Pour en rendre compte, nous devons, pour notre part, commencer par étudier le point de départ à partir duquel l’amour se déclenche et évolue.

Quel est le point de départ de l’amour ?

« Le départ de l’amour » c’est l’amour à sa naissance. Et, l’amour à sa naissance est amour indifférencié qui ni passion, ni sentiment. Si nous nous en tenons à la définition du mot donné par Alain lui-même, peut-être n’est-ce pas encore l’amour, mais ce à partir de quoi l’amour naît. C’est la rencontre. Une rencontre particulière. Elle a la particularité de provoquer de la « l’allégresse ». L’allégresse, le mot employé par Alain est fort, et il nous faudra d’ailleurs l’analyser, il s’agit d’un « genre d’allégresse » mais allons jusqu’au bout de l’idée de notre auteur, à cette allégresse peut s’ajouter une légère crainte. L’amour qui débute par une rencontre est toujours un genre d’allégresse que l’on peut craindre et que l’on craint toujours un peu. Rencontre = genre d’allégresse + légère crainte : idée qui peut nous sembler étrange qui ne peut manquer de nous étonner et qu’il convient d’étudier au plus près.

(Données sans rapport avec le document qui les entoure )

//! Commits a placement decision by binding a pod to its node.
//!
//! Three modes, chosen at construction:
//!
//! - `Sync`: call the API inline; the result is the real outcome.
//! - `Async`: queue the binding through the cache view and return at once.
//!   The returned handle, or the cache's later state, carries the outcome.
//! - `AsyncAwait`: queue the binding, then wait for its outcome.
//!
//! A `Sync` failure, or a binding that could not be queued, forgets the
//! pod's assumed placement. Once a binding is queued, its outcome is
//! reconciled by the cache against the assumption it was linked to.

use std::fmt;

use sked_id::ObjectKey;
use thiserror::Error;
use tokio_util::sync::CancellationToken;
use tracing::{debug, info, warn};

use crate::api_cache::CacheView;
use crate::client::ApiError;
use crate::dispatcher::{CallError, CallHandle, EnqueueError};
use crate::framework::{CycleState, Handle};
use crate::model::{Binding, ObjectState};

#[derive(Debug, Clone, Copy, PartialEq, Eq, Default)]
pub enum BindMode {
    #[default]
    Sync,
    Async,
    AsyncAwait,
}

impl BindMode {
    pub fn is_async(&self) -> bool {
        !matches!(self, Self::Sync)
    }

    pub fn as_str(&self) -> &'static str {
        match self {
            Self::Sync => "sync",
            Self::Async => "async",
            Self::AsyncAwait => "async_await",
        }
    }
}

impl fmt::Display for BindMode {
    fn fmt(&self, f: &mut fmt::Formatter<'_>) -> fmt::Result {
        f.write_str(self.as_str())
    }
}

#[derive(Debug, Clone, Error, PartialEq)]
pub enum BindError {
    #[error(transparent)]
    Api(#[from] ApiError),

    #[error("binding not queued: {0}")]
    Enqueue(#[from] EnqueueError),

    #[error("binding cancelled")]
    Cancelled,

    #[error("binding dropped: dispatcher closed before it executed")]
    DroppedOnClose,

    #[error("{0} binding requires an API cacher with a dispatcher on the framework handle")]
    MissingCacher(BindMode),
}

impl From<CallError> for BindError {
    fn from(err: CallError) -> Self {
        match err {
            CallError::Api(e) => Self::Api(e),
            CallError::Cancelled => Self::Cancelled,
            CallError::DroppedOnClose => Self::DroppedOnClose,
        }
    }
}

/// Default binding plugin.
pub struct Binder {
    handle: Handle,
    mode: BindMode,
}

impl Binder {
    pub const NAME: &'static str = "DefaultBinder";

    /// Fails if `mode` is asynchronous and `handle` has no API cacher
    /// backed by a dispatcher.
    pub fn new(handle: Handle, mode: BindMode) -> Result<Self, BindError> {
        if mode.is_async() && (handle.api_cacher().is_none() || handle.dispatcher().is_none()) {
            return Err(BindError::MissingCacher(mode));
        }
        Ok(Self { handle, mode })
    }

    pub fn mode(&self) -> BindMode {
        self.mode
    }

    /// Bind `pod` to `node`.
    ///
    /// Returns the call handle in `Async` mode and `None` otherwise.
    pub async fn bind(
        &self,
        ctx: &CancellationToken,
        state: &CycleState,
        pod: &ObjectState,
        node: &str,
    ) -> Result<Option<CallHandle>, BindError> {
        info!(
            key = %pod.key,
            node = %node,
            mode = %self.mode,
            cycle_id = %state.cycle_id(),
            "Attempting to bind pod to node"
        );
        let binding = Binding::to_node(pod, node);

        let result = match self.mode {
            BindMode::Sync => self.bind_sync(ctx, &binding).await.map(|()| None),
            BindMode::Async | BindMode::AsyncAwait => {
                self.bind_async(ctx, state, binding).await
            }
        };

        if let Err(e) = &result {
            warn!(key = %pod.key, node = %node, error = %e, "Failed to bind pod");
            // once a call is queued, the cache resolves the assumption it
            // was linked to and leaves newer ones alone
            if !self.mode.is_async() || matches!(e, BindError::Enqueue(_)) {
                self.forget(&pod.key);
            }
        }
        result
    }

    /// Cancellation is only honoured before the request goes out; once sent,
    /// the binding runs to completion so the cache matches the remote.
    async fn bind_sync(&self, ctx: &CancellationToken, binding: &Binding) -> Result<(), BindError> {
        if ctx.is_cancelled() {
            return Err(BindError::Cancelled);
        }
        let bound = self.handle.client().bind(binding).await?;

        if let Some(cache) = self.handle.cache() {
            cache.confirm(&binding.key, bound);
        }
        debug!(key = %binding.key, node = %binding.node_name(), "Bound pod");
        Ok(())
    }

    async fn bind_async(
        &self,
        ctx: &CancellationToken,
        state: &CycleState,
        binding: Binding,
    ) -> Result<Option<CallHandle>, BindError> {
        let cacher = self.cacher()?;

        let handle = cacher.bind_pod(ctx, binding).await?;
        state.record_call(handle.call_id());
        debug!(call_id = %handle.call_id(), key = %handle.key(), "Queued binding");

        match self.mode {
            BindMode::AsyncAwait => {
                cacher.wait_on_finish(ctx, handle).await?;
                Ok(None)
            }
            _ => Ok(Some(handle)),
        }
    }

    fn cacher(&self) -> Result<&CacheView, BindError> {
        self.handle
            .api_cacher()
            .ok_or(BindError::MissingCacher(self.mode))
    }

    fn forget(&self, key: &ObjectKey) {
        if let Some(cache) = self.handle.cache() {
            cache.forget(key);
        }
    }
}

Tout d’abord, que signifie allégresse ? L’allégresse est une joie, une grande joie. Il s’agit d’une joie très vive. Elle se manifeste extérieurement. Il s’agit donc de quelque chose qui nous augmente. Et quelle en est la raison ? Parce qu’il s’agit d’une joie liée à l’existence d’autrui, à la rencontre avec l’autre. Rien à voir avec l’obtention d’un objet matériel qui peut susciter un contentement ! Grâce à la rencontre, je ne suis plus seul, c’est donc grâce à l’autre que je ressens cette joie. Cette joie est en sorte une grâce, un cadeau quasi-divin qui me vient d’autrui.

Mais alors pourquoi Alain parle-t-il de cette crainte qui accompagne toujours un peu l’allégresse ? Si je ressens cette joie vive et intense grâce à l’autre, je suis certes heureux, mais ce bonheur, justement en tant qu’il vient de l’autre, il est imparfait. Cette joie est quelque peu entachée. Elle n’est pas pleine, complète. Elle est certes un bien, mais ce bien je le trouve hors de moi ; autrement dit, je sais qu’un rien peut me l’enlever. Je peux craindre que cette allégresse s’échappe car, en fait, je suis à la merci de l’autre.

Il convient de remarquer que la crainte, pour Alain, est neutre, elle n’est ni bonne ni mauvaise : elle est, c’est un fait. Inutile et vain alors de dire qu’il ne faut pas avoir peur. La crainte est une émotion, un « pathos » au sens aristotélicien. Cela dit, si la crainte est un fait, toute idée qui va graviter autour de celle-ci va la faire évoluer vers quelque chose qui risque de ne plus être neutre.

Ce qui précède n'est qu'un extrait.